- _EXERCISE INSTRUCTIONS_: Report the number of lines in the data where the word "above" appears, and add no other text.

- _MATERIAL PROVIDED_:
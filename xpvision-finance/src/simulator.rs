//! "Think before you buy" simulator: how far a purchase pushes the dream back.

use serde::{Deserialize, Serialize};
use xpvision_core::{Dream, EngineError, ImpactModel, Result};

/// Purchases above this are flagged as significant
pub const SIGNIFICANT_SPEND: f64 = 100.0;
/// Purchases above this get a cheaper-alternative nudge
pub const MODERATE_SPEND: f64 = 50.0;

#[derive(Debug, Clone, Copy, PartialEq, Eq, Serialize, Deserialize)]
pub enum Recommendation {
    /// Wait 24h before deciding
    WaitADay,
    ConsiderCheaper,
    Reasonable,
}

impl Recommendation {
    pub fn for_value(value: f64) -> Self {
        if value > SIGNIFICANT_SPEND {
            Recommendation::WaitADay
        } else if value > MODERATE_SPEND {
            Recommendation::ConsiderCheaper
        } else {
            Recommendation::Reasonable
        }
    }

    pub fn message(&self) -> &'static str {
        match self {
            Recommendation::WaitADay => {
                "⚠️ Esse valor é significativo! Considere esperar 24h antes de decidir."
            }
            Recommendation::ConsiderCheaper => "💡 Que tal pensar em uma alternativa mais barata?",
            Recommendation::Reasonable => {
                "✅ Valor razoável, mas sempre vale questionar: realmente preciso disso agora?"
            }
        }
    }
}

#[derive(Debug, Clone, PartialEq, Serialize, Deserialize)]
pub struct SimulationResult {
    pub value: f64,
    pub days_delayed: i64,
    pub recommendation: Recommendation,
    pub what_could_be_done: Vec<String>,
}

/// Simulate spending `value` against `dream`
pub fn simulate(value: f64, dream: &Dream, model: &ImpactModel) -> Result<SimulationResult> {
    if !value.is_finite() || value <= 0.0 {
        return Err(EngineError::invalid("value", value, "must be a positive amount"));
    }

    let days_delayed = model.impact_days(-value, dream.target_value)?.abs();

    Ok(SimulationResult {
        value,
        days_delayed,
        recommendation: Recommendation::for_value(value),
        what_could_be_done: vec![
            format!("Adiantar {} dias na sua meta", days_delayed),
            "Criar uma reserva de emergência".to_string(),
            "Investir em educação ou desenvolvimento pessoal".to_string(),
            "Fazer uma doação para uma causa importante".to_string(),
        ],
    })
}

#[cfg(test)]
mod tests {
    use super::*;

    fn dream() -> Dream {
        Dream::new("Notebook", 3650.0, 400.0).unwrap()
    }

    #[test]
    fn test_days_delayed() {
        let r = simulate(120.0, &dream(), &ImpactModel::default()).unwrap();
        assert_eq!(r.days_delayed, 12);
        assert_eq!(r.what_could_be_done[0], "Adiantar 12 dias na sua meta");
    }

    #[test]
    fn test_recommendation_tiers() {
        assert_eq!(Recommendation::for_value(100.01), Recommendation::WaitADay);
        assert_eq!(Recommendation::for_value(100.0), Recommendation::ConsiderCheaper);
        assert_eq!(Recommendation::for_value(50.01), Recommendation::ConsiderCheaper);
        assert_eq!(Recommendation::for_value(50.0), Recommendation::Reasonable);
        assert_eq!(Recommendation::for_value(5.0), Recommendation::Reasonable);
    }

    #[test]
    fn test_rejects_non_positive_value() {
        let model = ImpactModel::default();
        assert!(simulate(0.0, &dream(), &model).is_err());
        assert!(simulate(-10.0, &dream(), &model).is_err());
        assert!(simulate(f64::NAN, &dream(), &model).is_err());
    }
}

- _RESPONSE FOR THIS EXERCISE_: 2